Entonces vio un artículo firmado por él en New Science. Describía una nueva metodología para contar aves de las tierras altas. Era la metodología que había ideado ella, y la mencionaba en letra muy pequeña al final de la página, sí, junto con media docena de personas, incluida Anne Preece. Se atribuía todo el mérito a sí mismo. Presentaba el método como suyo. En un comentario, que daba la bienvenida al nuevo método, el director de la revista escribía: «Está claro que la metodología Kemp, con su precisión, claridad y simplicidad, será un punto de referencia para los estudios de las tierras altas. En el futuro debería ser el sistema recomendado para todos estos trabajos».

Gracias al artículo, de repente, Peter empezó a estar muy solicitado. Los encargos inundaban la oficina y otros organismos le encargaban que organizara seminarios para ellos. A menudo le decía a Rachael que le preparara las notas y los diagramas para las proyecciones. Ella hacía lo que le pedía sin protestar, aunque ya no soportaba que la tocara.

A menudo se preguntaba por qué no le echaba en cara su traición. ¿Por qué, encima, seguía trabajando para él, apoyándole en su empresa, que se estaba trasladando a una oficina más grande y elegante? Había una razón práctica, sin duda. Le costaría encontrar un trabajo tan bueno, con un sueldo suficiente para vivir, en el norte de Inglaterra. Pero sabía que eso no era realmente importante. Era una cuestión de orgullo. Si dimitía de Kemp Associates tendría que admitir ante los demás o ante sí misma que Peter la había engañado. Tendría que aceptar la posibilidad de que la única razón por la que había hecho el amor con ella era para robarle sus ideas, reconocer que Edie tenía razón. Era mejor dejar que el mundo pensara que Peter había ideado el método para contar aves en las tierras altas. Estaba segura de que por aquel entonces incluso él así lo creía.
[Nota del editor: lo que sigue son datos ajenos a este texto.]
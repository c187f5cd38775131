//! Typed master-table entities and their row mappings

use chrono::NaiveDate;
use indexmap::IndexMap;
use serde::Serialize;

use super::{Row, Value};

/// Column names shared by the master workbook and the update queue
pub mod cols {
    pub const TEAM_ID: &str = "Team_ID";
    pub const TEAM_NAME: &str = "Team_Name";
    pub const MANAGER: &str = "Manager";
    pub const EMPLOYEE_ID: &str = "ACF2_ID";
    pub const FIRST_NAME: &str = "First_Name";
    pub const LAST_NAME: &str = "Last_Name";
    pub const STATUS: &str = "Status";
    pub const SKILL_ID: &str = "Skill_ID";
    pub const SKILL_NAME: &str = "Skill_Name";
    pub const CATEGORY: &str = "Category";
    pub const PROFICIENCY_LEVEL: &str = "Proficiency_Level";
    pub const CERTIFICATION_DATE: &str = "Certification_Date";
    pub const EXPIRATION_DATE: &str = "Expiration_Date";
}

/// Columns beyond the modelled ones, preserved verbatim in header order
pub type Attributes = IndexMap<String, Value>;

/// The four master tables
#[derive(Debug, Clone, Copy, PartialEq, Eq, Hash, PartialOrd, Ord, Serialize)]
pub enum TableKind {
    Teams,
    Employees,
    Skills,
    Certifications,
}

impl TableKind {
    pub const ALL: [TableKind; 4] = [
        TableKind::Teams,
        TableKind::Employees,
        TableKind::Skills,
        TableKind::Certifications,
    ];

    /// Sheet name in the master workbook
    pub fn sheet_name(&self) -> &'static str {
        match self {
            TableKind::Teams => "Teams",
            TableKind::Employees => "Employees",
            TableKind::Skills => "Skills",
            TableKind::Certifications => "Employee_Skills_Map",
        }
    }

    /// Modelled columns, in the order they are written
    pub fn columns(&self) -> &'static [&'static str] {
        match self {
            TableKind::Teams => &[cols::TEAM_ID, cols::TEAM_NAME, cols::MANAGER],
            TableKind::Employees => &[
                cols::EMPLOYEE_ID,
                cols::FIRST_NAME,
                cols::LAST_NAME,
                cols::TEAM_ID,
                cols::STATUS,
            ],
            TableKind::Skills => &[cols::SKILL_ID, cols::SKILL_NAME, cols::TEAM_ID, cols::CATEGORY],
            TableKind::Certifications => &[
                cols::EMPLOYEE_ID,
                cols::SKILL_ID,
                cols::PROFICIENCY_LEVEL,
                cols::CERTIFICATION_DATE,
                cols::EXPIRATION_DATE,
            ],
        }
    }
}

impl std::fmt::Display for TableKind {
    fn fmt(&self, f: &mut std::fmt::Formatter<'_>) -> std::fmt::Result {
        write!(f, "{}", self.sheet_name())
    }
}

/// Why a row could not be turned into a typed entity
#[derive(Debug, Clone, PartialEq)]
pub enum FieldError {
    /// Required column is absent or null
    Missing(String),
    /// Column holds a value of the wrong shape
    Invalid { column: String, value: Value },
}

impl std::fmt::Display for FieldError {
    fn fmt(&self, f: &mut std::fmt::Formatter<'_>) -> std::fmt::Result {
        match self {
            FieldError::Missing(column) => write!(f, "missing required field '{}'", column),
            FieldError::Invalid { column, value } => {
                write!(f, "invalid value '{}' in field '{}'", value, column)
            }
        }
    }
}

impl std::error::Error for FieldError {}

#[derive(Debug, Clone, PartialEq, Serialize)]
pub struct Team {
    pub team_id: String,
    pub team_name: String,
    pub manager: Option<String>,
    pub extra: Attributes,
}

#[derive(Debug, Clone, PartialEq, Serialize)]
pub struct Employee {
    pub employee_id: String,
    pub first_name: String,
    pub last_name: String,
    pub team_id: String,
    pub status: Option<String>,
    pub extra: Attributes,
}

#[derive(Debug, Clone, PartialEq, Serialize)]
pub struct Skill {
    pub skill_id: String,
    pub skill_name: String,
    /// Owning team or required area; not enforced as a foreign key
    pub team_id: Option<String>,
    pub category: Option<String>,
    pub extra: Attributes,
}

/// One employee's certification in one skill, keyed by the pair
#[derive(Debug, Clone, PartialEq, Serialize)]
pub struct Certification {
    pub employee_id: String,
    pub skill_id: String,
    pub proficiency_level: Option<i64>,
    pub certification_date: NaiveDate,
    pub expiration_date: Option<NaiveDate>,
    pub extra: Attributes,
}

impl Certification {
    pub fn key(&self) -> (&str, &str) {
        (&self.employee_id, &self.skill_id)
    }
}

/// Partial update of a team; `None` leaves the stored value untouched
#[derive(Debug, Clone, PartialEq, Serialize)]
pub struct TeamPatch {
    pub team_id: String,
    pub team_name: Option<String>,
    pub manager: Option<String>,
    pub extra: Attributes,
}

impl TeamPatch {
    pub fn apply(&self, team: &mut Team) {
        if let Some(name) = &self.team_name {
            team.team_name = name.clone();
        }
        if let Some(manager) = &self.manager {
            team.manager = Some(manager.clone());
        }
        for (column, value) in &self.extra {
            team.extra.insert(column.clone(), value.clone());
        }
    }
}

/// Conversion between a typed entity and its row-record
pub trait TableRow: Sized {
    const TABLE: TableKind;

    fn from_row(row: &Row) -> Result<Self, FieldError>;

    fn to_row(&self) -> Row;

    fn extra(&self) -> &Attributes;
}

impl TableRow for Team {
    const TABLE: TableKind = TableKind::Teams;

    fn from_row(row: &Row) -> Result<Self, FieldError> {
        Ok(Team {
            team_id: required_key(row, cols::TEAM_ID)?,
            team_name: required_text(row, cols::TEAM_NAME)?,
            manager: optional_text(row, cols::MANAGER)?,
            extra: attributes(row, Self::TABLE),
        })
    }

    fn to_row(&self) -> Row {
        let mut row = Row::new()
            .with(cols::TEAM_ID, self.team_id.as_str())
            .with(cols::TEAM_NAME, self.team_name.as_str())
            .with(cols::MANAGER, self.manager.clone());
        append_attributes(&mut row, &self.extra);
        row
    }

    fn extra(&self) -> &Attributes {
        &self.extra
    }
}

impl TableRow for Employee {
    const TABLE: TableKind = TableKind::Employees;

    fn from_row(row: &Row) -> Result<Self, FieldError> {
        Ok(Employee {
            employee_id: required_key(row, cols::EMPLOYEE_ID)?,
            first_name: required_text(row, cols::FIRST_NAME)?,
            last_name: required_text(row, cols::LAST_NAME)?,
            team_id: required_key(row, cols::TEAM_ID)?,
            status: optional_text(row, cols::STATUS)?,
            extra: attributes(row, Self::TABLE),
        })
    }

    fn to_row(&self) -> Row {
        let mut row = Row::new()
            .with(cols::EMPLOYEE_ID, self.employee_id.as_str())
            .with(cols::FIRST_NAME, self.first_name.as_str())
            .with(cols::LAST_NAME, self.last_name.as_str())
            .with(cols::TEAM_ID, self.team_id.as_str())
            .with(cols::STATUS, self.status.clone());
        append_attributes(&mut row, &self.extra);
        row
    }

    fn extra(&self) -> &Attributes {
        &self.extra
    }
}

impl TableRow for Skill {
    const TABLE: TableKind = TableKind::Skills;

    fn from_row(row: &Row) -> Result<Self, FieldError> {
        Ok(Skill {
            skill_id: required_key(row, cols::SKILL_ID)?,
            skill_name: required_text(row, cols::SKILL_NAME)?,
            team_id: optional_key(row, cols::TEAM_ID)?,
            category: optional_text(row, cols::CATEGORY)?,
            extra: attributes(row, Self::TABLE),
        })
    }

    fn to_row(&self) -> Row {
        let mut row = Row::new()
            .with(cols::SKILL_ID, self.skill_id.as_str())
            .with(cols::SKILL_NAME, self.skill_name.as_str())
            .with(cols::TEAM_ID, self.team_id.clone())
            .with(cols::CATEGORY, self.category.clone());
        append_attributes(&mut row, &self.extra);
        row
    }

    fn extra(&self) -> &Attributes {
        &self.extra
    }
}

impl TableRow for Certification {
    const TABLE: TableKind = TableKind::Certifications;

    fn from_row(row: &Row) -> Result<Self, FieldError> {
        Ok(Certification {
            employee_id: required_key(row, cols::EMPLOYEE_ID)?,
            skill_id: required_key(row, cols::SKILL_ID)?,
            proficiency_level: optional_int(row, cols::PROFICIENCY_LEVEL)?,
            certification_date: required_date(row, cols::CERTIFICATION_DATE)?,
            expiration_date: optional_date(row, cols::EXPIRATION_DATE)?,
            extra: attributes(row, Self::TABLE),
        })
    }

    fn to_row(&self) -> Row {
        let mut row = Row::new()
            .with(cols::EMPLOYEE_ID, self.employee_id.as_str())
            .with(cols::SKILL_ID, self.skill_id.as_str())
            .with(cols::PROFICIENCY_LEVEL, self.proficiency_level)
            .with(cols::CERTIFICATION_DATE, self.certification_date)
            .with(cols::EXPIRATION_DATE, self.expiration_date);
        append_attributes(&mut row, &self.extra);
        row
    }

    fn extra(&self) -> &Attributes {
        &self.extra
    }
}

impl TeamPatch {
    pub fn from_row(row: &Row) -> Result<Self, FieldError> {
        Ok(TeamPatch {
            team_id: required_key(row, cols::TEAM_ID)?,
            team_name: optional_text(row, cols::TEAM_NAME)?,
            manager: optional_text(row, cols::MANAGER)?,
            extra: attributes(row, TableKind::Teams),
        })
    }
}

fn required<'a>(row: &'a Row, column: &str) -> Result<&'a Value, FieldError> {
    let value = row.get(column);
    if value.is_null() {
        Err(FieldError::Missing(column.to_string()))
    } else {
        Ok(value)
    }
}

fn invalid(column: &str, value: &Value) -> FieldError {
    FieldError::Invalid {
        column: column.to_string(),
        value: value.clone(),
    }
}

fn required_key(row: &Row, column: &str) -> Result<String, FieldError> {
    let value = required(row, column)?;
    value.as_key().ok_or_else(|| invalid(column, value))
}

fn optional_key(row: &Row, column: &str) -> Result<Option<String>, FieldError> {
    match row.get(column) {
        Value::Null => Ok(None),
        value => value.as_key().map(Some).ok_or_else(|| invalid(column, value)),
    }
}

fn required_text(row: &Row, column: &str) -> Result<String, FieldError> {
    let value = required(row, column)?;
    value.as_text().ok_or_else(|| invalid(column, value))
}

fn optional_text(row: &Row, column: &str) -> Result<Option<String>, FieldError> {
    match row.get(column) {
        Value::Null => Ok(None),
        value => value.as_text().map(Some).ok_or_else(|| invalid(column, value)),
    }
}

fn optional_int(row: &Row, column: &str) -> Result<Option<i64>, FieldError> {
    match row.get(column) {
        Value::Null => Ok(None),
        value => value.as_int().map(Some).ok_or_else(|| invalid(column, value)),
    }
}

fn required_date(row: &Row, column: &str) -> Result<NaiveDate, FieldError> {
    let value = required(row, column)?;
    value.as_date().ok_or_else(|| invalid(column, value))
}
La segunda traición llegó en forma de un sobre cuadrado que encontró una mañana sobre su mesa. Contenía una invitación a la boda de Peter. No parecía haber una intención maliciosa en la forma de informarle de su boda. Daba por descontado que ella aceptaba que el idilio en Baikie’s había sido algo agradable, un poco de diversión. Al fin y al cabo hacía meses que no tenían relaciones íntimas. Supo por los compañeros que la prometida se llamaba Amelia. Fue Anne Preece, que entró en el despacho un día buscando trabajo, quien le contó más detalles.

—¿Amelia? —se preguntó—. Es de buena familia pero en plan saldo. Ni es aristocrática ni muy interesante. Una potencial extra en los abarrotados escenarios del Hola. Habría sido guapa si sus padres le hubiesen puesto aparato.

En la oficina nadie creía que Rachael tuviera más que un interés superficial en el compromiso de su jefe, así que, por fin, cuando sintió la necesidad de confesar su angustia, buscó una excusa para pasar la noche en Baikie’s. Invitó a Bella a cenar y gastó un paquete de pañuelos de papel y se bebió dos botellas de vino. Se despertó con resaca y la convicción de que se había librado de la influencia de Peter Kemp.

Hasta que vio al cuervo saltando de manera lastimosa en la trampa, no había vuelto a pensar en ello.